I think you're missing the point (or I'm missing yours). I want both examples above to be one line item, not 2. djot says a blank line is required to start a new block but then sabotages itself by making an exception for list items because the author wants more compact lists. I'd prefer no compact lists rather than strange exceptions to the rules.
Verbosity is the obvious answer, but this past year I stumbled into a conclusion that wasn't obvious to me before: "semantic" HTML isn't serving authors' needs--it's serving the UA's needs.
Aside from the sibling answers, Markdown, though originally intended solely for HTML output, is useful for writing other types of documents; I've written an e-book which was eventually destined for PDF format as a series of Markdown files. I could have used HTML instead, but aside from being more difficult to write, Markdown's document orientation solves some problems with that (should the HTML-to-PDF translator handle CSS and evaluate JavaScript? How does it deal with <audio> or <video> tags?) by not making them a possibility in the first place.
Similarly, for things like comments on message boards or blogs, a user can just dump a bunch of text into the text box without knowing the first thing about Markdown and expect it to look more or less like how it was entered, with paragraph breaks and such. If you force these people to use HTML instead, you're forcing them to at least learn and use <p></p> - which is probably simple for those of us reading HN, but I don't consider it a reasonable request for the normies on Reddit.
So, sure, HTML is quite good at what it was invented for, but not everything that involves text input on the internet or elsewhere should be HTML.
Love it, will see how many places I can get this introduced. The things that pissed the author of this off are precisely the things that piss me off. Unconcerned with the newlines in list syntax; that's how I'd write them myself, anyway. I like many things about this, including the various uses of curly braces.
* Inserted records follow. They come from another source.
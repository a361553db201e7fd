//! Core type definitions for Libris.

use crate::error::{CoreError, CoreResult};
use serde::{Deserialize, Serialize};
use std::fmt;
use std::str::FromStr;

/// Position of a record in the catalog's master list.
///
/// Record IDs follow insertion order and are never reused.
#[derive(Debug, Clone, Copy, PartialEq, Eq, PartialOrd, Ord, Hash, Serialize, Deserialize)]
pub struct RecordId(pub u64);

impl RecordId {
    /// Creates a new record ID.
    #[must_use]
    pub const fn new(id: u64) -> Self {
        Self(id)
    }

    /// Returns the raw ID value.
    #[must_use]
    pub const fn as_u64(self) -> u64 {
        self.0
    }
}

impl fmt::Display for RecordId {
    fn fmt(&self, f: &mut fmt::Formatter<'_>) -> fmt::Result {
        write!(f, "rec:{}", self.0)
    }
}

/// A searchable record field.
#[derive(Debug, Clone, Copy, PartialEq, Eq, Hash, Serialize, Deserialize)]
#[serde(rename_all = "lowercase")]
pub enum Field {
    /// The record title.
    Title,
    /// The record ISBN.
    Isbn,
    /// The record author.
    Author,
}

impl Field {
    /// All fields, in the order they are offered to callers.
    pub const ALL: [Field; 3] = [Field::Title, Field::Author, Field::Isbn];

    /// Returns the lowercase token for this field.
    #[must_use]
    pub const fn as_str(self) -> &'static str {
        match self {
            Field::Title => "title",
            Field::Isbn => "isbn",
            Field::Author => "author",
        }
    }
}

impl fmt::Display for Field {
    fn fmt(&self, f: &mut fmt::Formatter<'_>) -> fmt::Result {
        f.write_str(self.as_str())
    }
}

impl FromStr for Field {
    type Err = CoreError;

    fn from_str(s: &str) -> CoreResult<Self> {
        match s.trim().to_ascii_lowercase().as_str() {
            "title" => Ok(Field::Title),
            "isbn" => Ok(Field::Isbn),
            "author" => Ok(Field::Author),
            other => Err(CoreError::invalid_argument(format!(
                "unknown field {other:?}, expected title, isbn or author"
            ))),
        }
    }
}

/// A lookup algorithm compared against others for the same query.
#[derive(Debug, Clone, Copy, PartialEq, Eq, Hash, Serialize, Deserialize)]
#[serde(rename_all = "lowercase")]
pub enum Strategy {
    /// Unbalanced binary search tree descent.
    Tree,
    /// Chained hash table probe.
    Hash,
    /// Direct lookup in the author grouping.
    Grouped,
    /// Scan of the whole master list.
    Linear,
}

impl Strategy {
    /// Returns the display name of the strategy.
    #[must_use]
    pub const fn name(self) -> &'static str {
        match self {
            Strategy::Tree => "Binary Search Tree",
            Strategy::Hash => "Hash Table",
            Strategy::Grouped => "Grouped Index",
            Strategy::Linear => "Linear Search",
        }
    }
}

impl fmt::Display for Strategy {
    fn fmt(&self, f: &mut fmt::Formatter<'_>) -> fmt::Result {
        f.write_str(self.name())
    }
}

/// Identity of whoever submitted a search.
///
/// The catalog records the requester verbatim; validating it is the
/// caller's job.
#[derive(Debug, Clone, PartialEq, Eq, Hash, Serialize, Deserialize)]
pub struct Requester {
    /// Caller-assigned identifier (e.g. a student ID).
    pub id: String,
    /// Display name.
    pub name: String,
}

impl Requester {
    /// Creates a new requester.
    pub fn new(id: impl Into<String>, name: impl Into<String>) -> Self {
        Self {
            id: id.into(),
            name: name.into(),
        }
    }
}

impl fmt::Display for Requester {
    fn fmt(&self, f: &mut fmt::Formatter<'_>) -> fmt::Result {
        write!(f, "{} (ID: {})", self.name, self.id)
    }
}
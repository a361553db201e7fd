//! Benchmark utilities.

use libris_core::Record;
use libris_testkit::scenarios::synthetic_records;
use rand::seq::SliceRandom;
use rand::Rng;

/// Catalog sizes every benchmark sweeps.
pub const SIZES: [usize; 3] = [100, 1_000, 10_000];

/// Order in which records reach the indexes.
#[derive(Debug, Clone, Copy, PartialEq, Eq)]
pub enum Order {
    /// Ascending keys, which degrades the trees into chains.
    Sorted,
    /// Random permutation.
    Shuffled,
}

impl Order {
    /// Both orders.
    pub const ALL: [Order; 2] = [Order::Sorted, Order::Shuffled];

    /// Label used in benchmark IDs.
    pub fn label(self) -> &'static str {
        match self {
            Order::Sorted => "sorted",
            Order::Shuffled => "shuffled",
        }
    }
}

/// Generate `count` synthetic records in the given order.
pub fn records(count: usize, order: Order) -> Vec<Record> {
    let mut records = synthetic_records(count, 10);
    if order == Order::Shuffled {
        records.shuffle(&mut rand::thread_rng());
    }
    records
}

/// Pick a random ISBN that exists among `count` synthetic records.
pub fn random_isbn(count: usize) -> String {
    let i = rand::thread_rng().gen_range(0..count.max(1));
    format!("{i:010}")
}
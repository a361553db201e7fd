//! Catalog statistics.
//!
//! Counters are atomic so they can be updated from `&self` search paths and
//! read while other operations are in progress.
//!
//! # Usage
//!
//! ```rust,ignore
//! let catalog = Catalog::with_samples();
//! catalog.search(Field::Title, "oromay", &requester)?;
//!
//! let stats = catalog.stats().snapshot();
//! println!("Searches: {}", stats.searches);
//! ```

use crate::types::Field;
use std::sync::atomic::{AtomicU64, Ordering};

/// Catalog statistics and metrics.
///
/// Values are monotonically increasing.
#[derive(Debug, Default)]
pub struct CatalogStats {
    /// Records added through the catalog.
    records_added: AtomicU64,
    /// Accepted searches, all fields.
    searches: AtomicU64,
    /// Accepted title searches.
    title_searches: AtomicU64,
    /// Accepted ISBN searches.
    isbn_searches: AtomicU64,
    /// Accepted author searches.
    author_searches: AtomicU64,
    /// Searches rejected before running.
    rejected_queries: AtomicU64,
    /// Searches where strategies disagreed.
    inconsistencies: AtomicU64,
}

impl CatalogStats {
    /// Creates a new stats instance.
    pub fn new() -> Self {
        Self::default()
    }

    // === Increment methods (internal use) ===

    pub(crate) fn record_add(&self) {
        self.records_added.fetch_add(1, Ordering::Relaxed);
    }

    pub(crate) fn record_search(&self, field: Field) {
        self.searches.fetch_add(1, Ordering::Relaxed);
        let counter = match field {
            Field::Title => &self.title_searches,
            Field::Isbn => &self.isbn_searches,
            Field::Author => &self.author_searches,
        };
        counter.fetch_add(1, Ordering::Relaxed);
    }

    pub(crate) fn record_rejected(&self) {
        self.rejected_queries.fetch_add(1, Ordering::Relaxed);
    }

    pub(crate) fn record_inconsistency(&self) {
        self.inconsistencies.fetch_add(1, Ordering::Relaxed);
    }

    // === Getter methods (public API) ===

    /// Returns the number of records added.
    pub fn records_added(&self) -> u64 {
        self.records_added.load(Ordering::Relaxed)
    }

    /// Returns the number of accepted searches.
    pub fn searches(&self) -> u64 {
        self.searches.load(Ordering::Relaxed)
    }

    /// Returns the number of accepted searches on one field.
    pub fn searches_on(&self, field: Field) -> u64 {
        match field {
            Field::Title => self.title_searches.load(Ordering::Relaxed),
            Field::Isbn => self.isbn_searches.load(Ordering::Relaxed),
            Field::Author => self.author_searches.load(Ordering::Relaxed),
        }
    }

    /// Returns the number of rejected searches.
    pub fn rejected_queries(&self) -> u64 {
        self.rejected_queries.load(Ordering::Relaxed)
    }

    /// Returns the number of detected strategy disagreements.
    ///
    /// Anything other than zero indicates a bug in an index.
    pub fn inconsistencies(&self) -> u64 {
        self.inconsistencies.load(Ordering::Relaxed)
    }

    /// Returns a snapshot of all stats.
    pub fn snapshot(&self) -> StatsSnapshot {
        StatsSnapshot {
            records_added: self.records_added(),
            searches: self.searches(),
            title_searches: self.searches_on(Field::Title),
            isbn_searches: self.searches_on(Field::Isbn),
            author_searches: self.searches_on(Field::Author),
            rejected_queries: self.rejected_queries(),
            inconsistencies: self.inconsistencies(),
        }
    }
}

/// A point-in-time snapshot of catalog statistics.
#[derive(Debug, Clone, PartialEq, Eq, Default, serde::Serialize)]
pub struct StatsSnapshot {
    /// Records added.
    pub records_added: u64,
    /// Accepted searches.
    pub searches: u64,
    /// Accepted title searches.
    pub title_searches: u64,
    /// Accepted ISBN searches.
    pub isbn_searches: u64,
    /// Accepted author searches.
    pub author_searches: u64,
    /// Rejected searches.
    pub rejected_queries: u64,
    /// Detected strategy disagreements.
    pub inconsistencies: u64,
}
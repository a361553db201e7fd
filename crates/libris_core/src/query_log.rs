//! Append-only history of searches.
//!
//! The catalog writes one entry per accepted search. Entries are never
//! mutated or removed; the log lives as long as the catalog that owns it.

use crate::types::{Field, Requester};
use chrono::{DateTime, Utc};
use parking_lot::RwLock;
use serde::Serialize;

/// A single recorded search.
#[derive(Debug, Clone, PartialEq, Eq, Serialize)]
pub struct QueryLogEntry {
    /// Who searched.
    pub requester: Requester,
    /// The raw query text, as submitted.
    pub query_text: String,
    /// Field that was searched.
    pub field: Field,
    /// When the search was performed.
    pub timestamp: DateTime<Utc>,
}

impl QueryLogEntry {
    /// Creates an entry stamped with the current time.
    pub fn now(requester: Requester, query_text: impl Into<String>, field: Field) -> Self {
        Self {
            requester,
            query_text: query_text.into(),
            field,
            timestamp: Utc::now(),
        }
    }
}

/// Append-only query log.
///
/// The log is thread-safe and preserves append order.
#[derive(Debug, Default)]
pub struct QueryLog {
    entries: RwLock<Vec<QueryLogEntry>>,
}

impl QueryLog {
    /// Creates an empty log.
    pub fn new() -> Self {
        Self::default()
    }

    /// Appends an entry.
    pub fn append(&self, entry: QueryLogEntry) {
        self.entries.write().push(entry);
    }

    /// Returns a snapshot of every entry in append order.
    pub fn entries(&self) -> Vec<QueryLogEntry> {
        self.entries.read().clone()
    }

    /// Returns the entries submitted by one requester, in append order.
    pub fn for_requester(&self, requester_id: &str) -> Vec<QueryLogEntry> {
        self.entries
            .read()
            .iter()
            .filter(|e| e.requester.id == requester_id)
            .cloned()
            .collect()
    }

    /// Returns how many searches targeted `field`.
    pub fn count_by_field(&self, field: Field) -> usize {
        self.entries
            .read()
            .iter()
            .filter(|e| e.field == field)
            .count()
    }

    /// Returns the number of entries.
    pub fn len(&self) -> usize {
        self.entries.read().len()
    }

    /// Returns true if nothing has been logged.
    pub fn is_empty(&self) -> bool {
        self.entries.read().is_empty()
    }
}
Wow, this is all I ever wanted. The only thing that's maybe missing is a natural way to do captions for images and tables, and a syntax for spoilers. But these can probably be built on top of the div and span syntax.
I like the ideas behind this but I do not think this will take off as much as CommonMark has. My main reasons for thinking this:
1. Users don't really care about edge cases. CommonMark (cmark-gfm really) is "good enough". If something looks odd people go "oh, strange" and make a 3 second edit and forget about it.
2. There's already multiple parsers for every language for markdown. Here there is a single Lua implementation.
3. GitHub is the king.
If it cannot render in GitHub it's not real. If it's harder for me to write in the 99% case then it's not worth it. If it's harder for me to implement within my application then I'm too lazy to switch.
Nice things in here:
1. Less ambiguous parsing. For the parser infrastructure I support at $JOB this makes supporting questions from users a HUGE pain in the ass.
2. AST-first design. Seems like everything appears in the AST (even references!) which is a huge win over cmark-gfm. There's also source positions included which is a MASSIVE win for tooling.
3. Custom Attributes implementation. This is really nice for extensibility. It is less readable but having it as an option is nice.